Corrosion behaviour of Mg-alloy WE43 processed by PBF-LB

Hanna Nilsson Åhman^1,2, Pelle Mellin¹, Cecilia Persson²

¹Swerim AB, ²Uppsala University

Additive manufacturing has proved to be a useful tool in the production of orthopaedic implants, with optimized structures for tailored biological and mechanical properties. Mg-alloys, in particular, have gained considerable attention in the field, due to their biocompatibility and biodegradability. A major limitation with many Mg-alloys is their excessive corrosion rate. However, improved material properties through alloy and process development allowed for the first Mg-alloy implant to be launched in 2013, consisting in a bone fixation device produced from an extruded Mg-alloy WE43 (Mg-4%Y-3%RE (rare earth metals)). 
The number of studies investigating the corrosion properties of Mg-alloy WE43 processed by Powder Bed Fusion- Laser Beam (PBF-LB) remains limited.
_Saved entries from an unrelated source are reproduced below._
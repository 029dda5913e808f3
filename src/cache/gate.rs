//! Cache Gate Module
//!
//! Answers every inbound request from the cache, with a backoff rejection,
//! or by running a single-flight refresh that concurrent requests share.

use std::sync::{Arc, Mutex};

use tokio::sync::{Mutex as AsyncMutex, RwLock};
use tokio::time::Instant;
use tracing::{debug, info};

use crate::cache::state::{decide, CachedDocument, Decision, RefreshState};
use crate::cache::GateStats;
use crate::config::CachePolicy;
use crate::error::{RelayError, Result};
use crate::refresh::RefreshOrchestrator;

type Outcome = Result<Arc<CachedDocument>>;

/// Everything the read path needs, swapped as a unit.
#[derive(Debug, Default)]
struct Shared {
    state: RefreshState,
    cached: Option<Arc<CachedDocument>>,
    /// Result of the most recent completed refresh, handed to requests that waited on it
    last_outcome: Option<Outcome>,
}

// == Cache Gate ==
/// Process-wide cache in front of the refresh orchestrator.
///
/// `shared` is only written while `refresh_lock` is held, and the lock is held
/// for the whole refresh, so at most one refresh ever talks to upstream.
pub struct CacheGate {
    orchestrator: RefreshOrchestrator,
    policy: CachePolicy,
    shared: RwLock<Shared>,
    refresh_lock: AsyncMutex<()>,
    stats: Mutex<GateStats>,
}

impl CacheGate {
    // == Constructor ==
    pub fn new(orchestrator: RefreshOrchestrator, policy: CachePolicy) -> Self {
        Self {
            orchestrator,
            policy,
            shared: RwLock::new(Shared::default()),
            refresh_lock: AsyncMutex::new(()),
            stats: Mutex::new(GateStats::new()),
        }
    }

    // == Serve ==
    /// Answers one request.
    ///
    /// The refresh runs on its own task, so it completes even if the request
    /// that started it goes away.
    pub async fn serve(self: &Arc<Self>) -> Result<Arc<CachedDocument>> {
        let seen_generation = {
            let shared = self.shared.read().await;
            let decision = decide(
                &shared.state,
                shared.cached.is_some(),
                Instant::now(),
                &self.policy,
            );
            match (decision, &shared.cached) {
                (Decision::RejectBackoff, _) => {
                    info!("Request failed recently, waiting for timeout");
                    self.record(GateStats::record_rejection);
                    return Err(RelayError::RecentFailureBackoff);
                }
                (Decision::ServeCached, Some(cached)) => {
                    debug!("Serving cached document from {}", cached.produced_at);
                    self.record(GateStats::record_hit);
                    return Ok(Arc::clone(cached));
                }
                _ => shared.state.generation,
            }
        };

        let gate = Arc::clone(self);
        tokio::spawn(async move { gate.refresh(seen_generation).await })
            .await
            .map_err(|e| RelayError::Internal(e.to_string()))?
    }

    // == Refresh ==
    /// Runs a refresh unless one completed since `seen_generation`, in which
    /// case its outcome is returned instead.
    async fn refresh(&self, seen_generation: u64) -> Outcome {
        let _permit = self.refresh_lock.lock().await;

        {
            let mut shared = self.shared.write().await;
            if shared.state.generation != seen_generation {
                if let Some(outcome) = &shared.last_outcome {
                    debug!("Joined refresh completed while waiting");
                    self.record(GateStats::record_join);
                    return outcome.clone();
                }
            }
            shared.state.in_flight = true;
        }
        self.record(GateStats::record_refresh);

        let outcome = self
            .orchestrator
            .run()
            .await
            .and_then(CachedDocument::new)
            .map(Arc::new);

        let mut shared = self.shared.write().await;
        let now = Instant::now();
        match &outcome {
            Ok(cached) => {
                shared.state.record_success(now);
                shared.cached = Some(Arc::clone(cached));
            }
            Err(_) => {
                shared.state.record_failure(now);
                self.record(GateStats::record_failure);
            }
        }
        shared.state.in_flight = false;
        shared.last_outcome = Some(outcome.clone());

        let stats = self.stats();
        info!(
            "Refresh {}: refreshes={}, failures={}, hits={}, rejections={}, hit_rate={:.2}",
            if outcome.is_ok() { "succeeded" } else { "failed" },
            stats.refreshes,
            stats.refresh_failures,
            stats.cache_hits,
            stats.backoff_rejections,
            stats.hit_rate()
        );

        outcome
    }

    // == Introspection ==
    /// Snapshot of the refresh bookkeeping.
    pub async fn state(&self) -> RefreshState {
        self.shared.read().await.state.clone()
    }

    /// The cached document, fresh or not.
    pub async fn cached(&self) -> Option<Arc<CachedDocument>> {
        self.shared.read().await.cached.clone()
    }

    pub fn stats(&self) -> GateStats {
        self.stats
            .lock()
            .map(|stats| stats.clone())
            .unwrap_or_default()
    }

    fn record(&self, update: fn(&mut GateStats)) {
        if let Ok(mut stats) = self.stats.lock() {
            update(&mut stats);
        }
    }
}
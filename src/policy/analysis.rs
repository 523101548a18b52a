//! Mutation classification by lightweight structural analysis.
//!
//! Classifies a file mutation into a closed set of classes by comparing
//! declaration counts between the old and new content. Exact grammar is not
//! required: counting declaration keywords is sufficient and deterministic
//! for identical inputs.

use regex::Regex;
use serde::{Deserialize, Serialize};

/// Closed classification of a code change's nature
#[derive(Debug, Clone, Copy, PartialEq, Eq, Serialize, Deserialize)]
#[serde(rename_all = "SCREAMING_SNAKE_CASE")]
pub enum MutationClass {
    AstRefactor,
    IntentEvolution,
    DocsUpdate,
    BugFix,
}

impl std::fmt::Display for MutationClass {
    fn fmt(&self, f: &mut std::fmt::Formatter<'_>) -> std::fmt::Result {
        let s = match self {
            MutationClass::AstRefactor => "AST_REFACTOR",
            MutationClass::IntentEvolution => "INTENT_EVOLUTION",
            MutationClass::DocsUpdate => "DOCS_UPDATE",
            MutationClass::BugFix => "BUG_FIX",
        };
        f.write_str(s)
    }
}

/// Structural declaration counts for one file version
#[derive(Debug, Clone, Copy, Default, PartialEq)]
struct StructuralCounts {
    functions: usize,
    classes: usize,
    interfaces: usize,
    variables: usize,
    imports: usize,
}

impl StructuralCounts {
    /// True when `other` is strictly higher in any category
    fn grew_in_any_category(&self, other: &StructuralCounts) -> bool {
        other.functions > self.functions
            || other.classes > self.classes
            || other.interfaces > self.interfaces
            || other.variables > self.variables
            || other.imports > self.imports
    }
}

/// Classifies mutations and bounds their modified line ranges
#[derive(Debug)]
pub struct SemanticAnalyzer {
    functions: Regex,
    classes: Regex,
    interfaces: Regex,
    variables: Regex,
    imports: Regex,
}

impl SemanticAnalyzer {
    pub fn new() -> Self {
        // Keyword sets cover the mainstream agent-edited languages; the
        // counts only need to be deterministic, not grammatical
        Self {
            functions: Regex::new(r"\bfn\s+\w+|\bfunction\b|\bdef\s+\w+|=>").unwrap(),
            classes: Regex::new(r"\bclass\s+\w+|\bstruct\s+\w+|\benum\s+\w+").unwrap(),
            interfaces: Regex::new(r"\binterface\s+\w+|\btrait\s+\w+|\btype\s+\w+\s*=").unwrap(),
            variables: Regex::new(r"\b(let|const|var)\s+\w+").unwrap(),
            imports: Regex::new(r"(?m)^\s*(import\b|use\s+\w|from\s+\w+\s+import\b)").unwrap(),
        }
    }

    fn count(&self, content: &str) -> StructuralCounts {
        StructuralCounts {
            functions: self.functions.find_iter(content).count(),
            classes: self.classes.find_iter(content).count(),
            interfaces: self.interfaces.find_iter(content).count(),
            variables: self.variables.find_iter(content).count(),
            imports: self.imports.find_iter(content).count(),
        }
    }

    fn is_test_path(path: &str) -> bool {
        let lower = path.to_lowercase();
        lower.contains("/test/")
            || lower.contains("/tests/")
            || lower.contains(".spec.")
            || lower.contains(".test.")
    }

    fn is_docs_path(path: &str) -> bool {
        let lower = path.to_lowercase();
        lower.ends_with(".md") || lower.ends_with(".txt") || lower.contains("docs/")
    }

    /// Classify a mutation. Path heuristics take priority, then file
    /// creation, then structural count diffing.
    pub fn classify(&self, old: Option<&str>, new: &str, path: &str) -> MutationClass {
        if Self::is_test_path(path) {
            return MutationClass::BugFix;
        }
        if Self::is_docs_path(path) {
            return MutationClass::DocsUpdate;
        }

        let Some(old) = old else {
            return MutationClass::IntentEvolution;
        };

        let old_counts = self.count(old);
        let new_counts = self.count(new);

        if old_counts.grew_in_any_category(&new_counts) {
            return MutationClass::IntentEvolution;
        }

        let line_diff =
            (old.lines().count() as i64 - new.lines().count() as i64).unsigned_abs() as usize;
        let shape_unchanged = old_counts.functions == new_counts.functions
            && old_counts.classes == new_counts.classes;

        if shape_unchanged && line_diff < 10 {
            MutationClass::AstRefactor
        } else if line_diff < 5 {
            MutationClass::BugFix
        } else {
            MutationClass::AstRefactor
        }
    }

    /// First and last differing line (1-indexed, inclusive) between two
    /// versions, via forward/backward scan from both ends. `None` when the
    /// contents are identical.
    pub fn modified_range(old: &str, new: &str) -> Option<(usize, usize)> {
        if old == new {
            return None;
        }

        let old_lines: Vec<&str> = old.lines().collect();
        let new_lines: Vec<&str> = new.lines().collect();

        let mut start = 0;
        while start < old_lines.len()
            && start < new_lines.len()
            && old_lines[start] == new_lines[start]
        {
            start += 1;
        }

        let mut old_end = old_lines.len();
        let mut new_end = new_lines.len();
        while old_end > start && new_end > start && old_lines[old_end - 1] == new_lines[new_end - 1]
        {
            old_end -= 1;
            new_end -= 1;
        }

        // Clamp to the new content so the range always names lines that
        // exist after the change, including pure tail deletions
        let max_line = new_lines.len().max(1);
        let start_line = (start + 1).min(max_line);
        let end_line = new_end.max(start_line).min(max_line);
        Some((start_line, end_line))
    }
}

impl Default for SemanticAnalyzer {
    fn default() -> Self {
        Self::new()
    }
}

#[cfg(test)]
mod tests {
    use super::*;
    use pretty_assertions::assert_eq;

    #[test]
    fn test_new_file_is_intent_evolution() {
        let a = SemanticAnalyzer::new();
        assert_eq!(
            a.classify(None, "export const x = 1;", "new.ts"),
            MutationClass::IntentEvolution
        );
    }

    #[test]
    fn test_test_paths_always_bug_fix() {
        let a = SemanticAnalyzer::new();
        let content = "function f() {}";
        assert_eq!(
            a.classify(Some(content), content, "a.spec.ts"),
            MutationClass::BugFix
        );
        assert_eq!(
            a.classify(None, content, "src/test/helper.ts"),
            MutationClass::BugFix
        );
        assert_eq!(
            a.classify(Some(content), content, "a.test.ts"),
            MutationClass::BugFix
        );
    }

    #[test]
    fn test_docs_paths_are_docs_update() {
        let a = SemanticAnalyzer::new();
        assert_eq!(
            a.classify(Some("old"), "new", "README.md"),
            MutationClass::DocsUpdate
        );
        assert_eq!(
            a.classify(None, "notes", "docs/design.txt"),
            MutationClass::DocsUpdate
        );
    }

    #[test]
    fn test_added_function_is_intent_evolution() {
        let a = SemanticAnalyzer::new();
        let old = "function one() {}\n";
        let new = "function one() {}\nfunction two() {}\n";
        assert_eq!(
            a.classify(Some(old), new, "src/mod.ts"),
            MutationClass::IntentEvolution
        );
    }

    #[test]
    fn test_identical_content_is_refactor() {
        let a = SemanticAnalyzer::new();
        let content = "function one() {}\n";
        assert_eq!(
            a.classify(Some(content), content, "src/mod.ts"),
            MutationClass::AstRefactor
        );
    }

    #[test]
    fn test_small_reshape_without_new_decls_is_refactor() {
        let a = SemanticAnalyzer::new();
        let old = "function one() {\n  return 1;\n}\n";
        let new = "function one() {\n  const y = 1;\n  return y;\n}\n";
        // y adds a variable, so evolution wins
        assert_eq!(
            a.classify(Some(old), new, "src/mod.ts"),
            MutationClass::IntentEvolution
        );

        let old = "function one() {\n  return compute(1, 2);\n}\n";
        let new = "function one() {\n  return compute(2, 1);\n}\n";
        assert_eq!(
            a.classify(Some(old), new, "src/mod.ts"),
            MutationClass::AstRefactor
        );
    }

    #[test]
    fn test_modified_range_basics() {
        let old = "a\nb\nc\nd";
        let new = "a\nB\nC\nd";
        assert_eq!(SemanticAnalyzer::modified_range(old, new), Some((2, 3)));
    }

    #[test]
    fn test_modified_range_identical_is_none() {
        assert_eq!(SemanticAnalyzer::modified_range("a\nb", "a\nb"), None);
    }

    #[test]
    fn test_modified_range_appended_lines() {
        let old = "a\nb";
        let new = "a\nb\nc\nd";
        assert_eq!(SemanticAnalyzer::modified_range(old, new), Some((3, 4)));
    }

    #[test]
    fn test_modified_range_deleted_tail_stays_in_bounds() {
        let old = "a\nb\nc";
        let new = "a";
        // A pure deletion points at the last surviving line
        assert_eq!(SemanticAnalyzer::modified_range(old, new), Some((1, 1)));

        // An emptied file degenerates to line 1
        assert_eq!(SemanticAnalyzer::modified_range("a\nb", ""), Some((1, 1)));
    }

    #[test]
    fn test_serde_wire_names() {
        let json = serde_json::to_string(&MutationClass::IntentEvolution).unwrap();
        assert_eq!(json, r#""INTENT_EVOLUTION""#);
        let parsed: MutationClass = serde_json::from_str(r#""AST_REFACTOR""#).unwrap();
        assert_eq!(parsed, MutationClass::AstRefactor);
    }
}
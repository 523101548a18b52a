//! VCS metadata via simple git shell-outs.
//!
//! The engine only needs enough metadata to correlate a trace record with a
//! revision. Outside a repository (or on any git failure) every field
//! degrades to a sentinel value instead of erroring.

use std::path::{Path, PathBuf};

use serde::{Deserialize, Serialize};
use tokio::process::Command;
use tracing::debug;

/// Sentinel revision recorded when no VCS is available
pub const NO_VCS_REVISION: &str = "no-vcs";

/// Sentinel for unknown branch/author values
pub const UNKNOWN: &str = "unknown";

/// Snapshot of the repository state at trace time
#[derive(Debug, Clone, Serialize, Deserialize, PartialEq)]
pub struct VcsSnapshot {
    pub revision_id: String,
    pub branch: String,
    pub author: String,
    pub dirty: bool,
}

impl Default for VcsSnapshot {
    fn default() -> Self {
        Self {
            revision_id: NO_VCS_REVISION.to_string(),
            branch: UNKNOWN.to_string(),
            author: UNKNOWN.to_string(),
            dirty: false,
        }
    }
}

/// Queries git for the current revision, branch, author and dirty flag
#[derive(Debug, Clone)]
pub struct GitProvider {
    workdir: PathBuf,
}

impl GitProvider {
    pub fn new(workdir: impl AsRef<Path>) -> Self {
        Self {
            workdir: workdir.as_ref().to_path_buf(),
        }
    }

    /// Run one git subcommand, returning trimmed stdout on success
    async fn git(&self, args: &[&str]) -> Option<String> {
        let output = Command::new("git")
            .args(args)
            .current_dir(&self.workdir)
            .output()
            .await
            .ok()?;

        if !output.status.success() {
            debug!("git {:?} exited non-zero", args);
            return None;
        }

        Some(String::from_utf8_lossy(&output.stdout).trim().to_string())
    }

    /// Current HEAD revision, or the no-vcs sentinel
    pub async fn revision_id(&self) -> String {
        self.git(&["rev-parse", "HEAD"])
            .await
            .filter(|s| !s.is_empty())
            .unwrap_or_else(|| NO_VCS_REVISION.to_string())
    }

    /// Full metadata snapshot with sentinel degradation per field
    pub async fn snapshot(&self) -> VcsSnapshot {
        let revision_id = self.revision_id().await;
        if revision_id == NO_VCS_REVISION {
            return VcsSnapshot::default();
        }

        let branch = self
            .git(&["rev-parse", "--abbrev-ref", "HEAD"])
            .await
            .filter(|s| !s.is_empty())
            .unwrap_or_else(|| UNKNOWN.to_string());

        let author = self
            .git(&["config", "user.name"])
            .await
            .filter(|s| !s.is_empty())
            .unwrap_or_else(|| UNKNOWN.to_string());

        let dirty = self
            .git(&["status", "--porcelain"])
            .await
            .map(|s| !s.is_empty())
            .unwrap_or(false);

        VcsSnapshot {
            revision_id,
            branch,
            author,
            dirty,
        }
    }
}
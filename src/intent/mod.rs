pub mod schema;
pub mod store;

pub use schema::{parse_spec, ActiveIntentsSpec, IntentDefinition, IntentStatus};
pub use store::{IntentStore, SelectedIntent};
use clap::Parser;
use intentgate::{
    cli::{
        commands::{
            init::InitCommand, intents::IntentsCommand, map::MapCommand, trace::TraceCommand,
            validate::ValidateCommand, CommandHandler,
        },
        Cli, Commands,
    },
    Result,
};
use tracing_subscriber::EnvFilter;

#[tokio::main]
async fn main() -> Result<()> {
    tracing_subscriber::fmt()
        .with_env_filter(
            EnvFilter::try_from_default_env().unwrap_or_else(|_| EnvFilter::new("warn")),
        )
        .with_writer(std::io::stderr)
        .init();

    let cli = Cli::parse();

    match cli.command {
        Commands::Init { workspace, force } => {
            InitCommand::new(workspace, force).execute().await?;
        }
        Commands::Validate { workspace, format } => {
            ValidateCommand::new(workspace, format).execute().await?;
        }
        Commands::Intents {
            workspace,
            all,
            format,
        } => {
            IntentsCommand::new(workspace, all, format).execute().await?;
        }
        Commands::Trace {
            workspace,
            intent,
            tail,
            format,
        } => {
            TraceCommand::new(workspace, intent, tail, format)
                .execute()
                .await?;
        }
        Commands::Map { workspace } => {
            MapCommand::new(workspace).execute().await?;
        }
    }

    Ok(())
}
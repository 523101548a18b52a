//! Shared-knowledge file: append-only timestamped Markdown sections that
//! accumulate lessons and decisions across sessions.

use std::path::{Path, PathBuf};

use chrono::Utc;
use tokio::fs::OpenOptions;
use tokio::io::AsyncWriteExt;

use crate::Result;

const FILE_HEADER: &str = "# Shared Agent Knowledge\n\n\
Lessons and decisions recorded by the orchestration engine.\n";

/// Kind of knowledge section
#[derive(Debug, Clone, Copy, PartialEq, Eq)]
pub enum KnowledgeKind {
    Lesson,
    Decision,
}

impl std::fmt::Display for KnowledgeKind {
    fn fmt(&self, f: &mut std::fmt::Formatter<'_>) -> std::fmt::Result {
        f.write_str(match self {
            KnowledgeKind::Lesson => "LESSON",
            KnowledgeKind::Decision => "DECISION",
        })
    }
}

/// Append-only Markdown knowledge file (CLAUDE.md)
#[derive(Debug, Clone)]
pub struct KnowledgeFile {
    path: PathBuf,
}

impl KnowledgeFile {
    pub fn new(path: impl AsRef<Path>) -> Self {
        Self {
            path: path.as_ref().to_path_buf(),
        }
    }

    pub fn path(&self) -> &Path {
        &self.path
    }

    /// Append a timestamped section, creating the file with a header when
    /// it does not exist yet
    pub async fn append_knowledge(&self, kind: KnowledgeKind, content: &str) -> Result<()> {
        if let Some(parent) = self.path.parent() {
            tokio::fs::create_dir_all(parent).await?;
        }

        let mut section = String::new();
        if !self.path.exists() {
            section.push_str(FILE_HEADER);
        }
        section.push_str(&format!(
            "\n## [{}] {}\n\n{}\n",
            kind,
            Utc::now().to_rfc3339(),
            content.trim_end()
        ));

        let mut file = OpenOptions::new()
            .create(true)
            .append(true)
            .open(&self.path)
            .await?;
        file.write_all(section.as_bytes()).await?;
        file.flush().await?;
        Ok(())
    }
}
//! Post-tool-use hook: observability only. Classifies the completed
//! mutation, hashes the affected range and appends to the trace ledger
//! and spatial map. Never blocks and never rolls back.

use tracing::debug;

use crate::engine::context::{HookContext, HookVerdict, ToolCall};
use crate::engine::EngineCore;
use crate::error::Result;
use crate::hash;
use crate::policy::SemanticAnalyzer;
use crate::trace::ledger::{Contributor, Conversation, HashedRange, Relation, TrackedFile};
use crate::trace::spatial::{LineSpan, SpatialMapEntry};
use crate::trace::{OperationType, TraceRecord};

#[derive(Debug, Default)]
pub struct PostToolUseHook;

impl PostToolUseHook {
    pub fn new() -> Self {
        Self
    }

    pub async fn execute(
        &self,
        call: &ToolCall,
        ctx: &HookContext,
        core: &mut EngineCore,
    ) -> Result<HookVerdict> {
        let Some(intent_id) = ctx.intent_id.as_deref() else {
            return Ok(HookVerdict::Allow);
        };
        if !core.vocab.is_mutation(&call.name) {
            return Ok(HookVerdict::Allow);
        }
        let Some(path) = ctx.input.path() else {
            return Ok(HookVerdict::Allow);
        };

        let revision_id = core.git.revision_id().await;
        let new_content = tokio::fs::read_to_string(core.resolve(path))
            .await
            .unwrap_or_default();
        let snapshot = core.snapshots.remove(path).flatten();

        let mutation_class = core
            .analyzer
            .classify(snapshot.as_deref(), &new_content, path);

        // Bound the hash to the modified lines when both versions are
        // known, otherwise cover the whole file
        let range = snapshot
            .as_deref()
            .and_then(|old| SemanticAnalyzer::modified_range(old, &new_content))
            .unwrap_or_else(|| (1, new_content.lines().count().max(1)));
        let content_hash = hash::hash_range(&new_content, range.0, range.1);

        let operation = if snapshot.is_none() {
            OperationType::Write
        } else {
            OperationType::Modify
        };

        debug!(
            "Tracing {} of '{}' under intent '{}' as {}",
            operation, path, intent_id, mutation_class
        );

        let record = TraceRecord::new(
            revision_id,
            vec![TrackedFile {
                relative_path: path.to_string(),
                conversations: vec![Conversation {
                    url: ctx
                        .session_id
                        .clone()
                        .unwrap_or_else(|| "unknown".to_string()),
                    contributor: Contributor {
                        entity_type: "ai_agent".to_string(),
                        model_identifier: ctx.model_id.clone(),
                    },
                    ranges: vec![HashedRange {
                        start_line: range.0,
                        end_line: range.1,
                        content_hash: content_hash.clone(),
                    }],
                    related: vec![Relation::specification(intent_id)],
                    mutation_class,
                }],
            }],
        );
        core.ledger.add(record).await;

        core.spatial
            .add(SpatialMapEntry {
                file_path: path.to_string(),
                intent_id: intent_id.to_string(),
                operation_type: operation,
                timestamp: ctx.timestamp,
                line_range: Some(LineSpan {
                    start: range.0,
                    end: range.1,
                }),
                content_hash: Some(content_hash),
            })
            .await;

        Ok(HookVerdict::Allow)
    }
}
Thus, to gain a greater understanding of the relationship between the process parameters, microstructure and material properties, the aim of this study was to investigate the microstructure of a WE43-alloy processed by PBF-LB and subsequently Hot Isostatically Pressed (HIPed), and relate it to corrosion properties. The results were compared with an extruded WE43-alloy. 
The as-built material had a density of >99%, and a fully dense material (>99.9%) was obtained after HIPing. The individual melt pools were clearly visible in the as-printed material, a structure that was partially conserved after HIPing. Secondary phases included 
Mg-RE intermetallics and oxides. The size and distribution of the intermetallics changed notably after HIPing, while the oxides remained largely unchanged. Furthermore, the corrosion resistance was slightly improved after HIPing, but remained lower than the reference. This is due to the distribution of REs and oxides. The distribution of REs is known to affect corrosion behaviour by influencing electrochemical properties of the phases. The effect of the oxides have not previously been established, but their high volta potential suggest they have a detrimental effect on corrosion behaviour.  

Future studies should include further alloy- and processdevelopment to improve corrosion behaviour.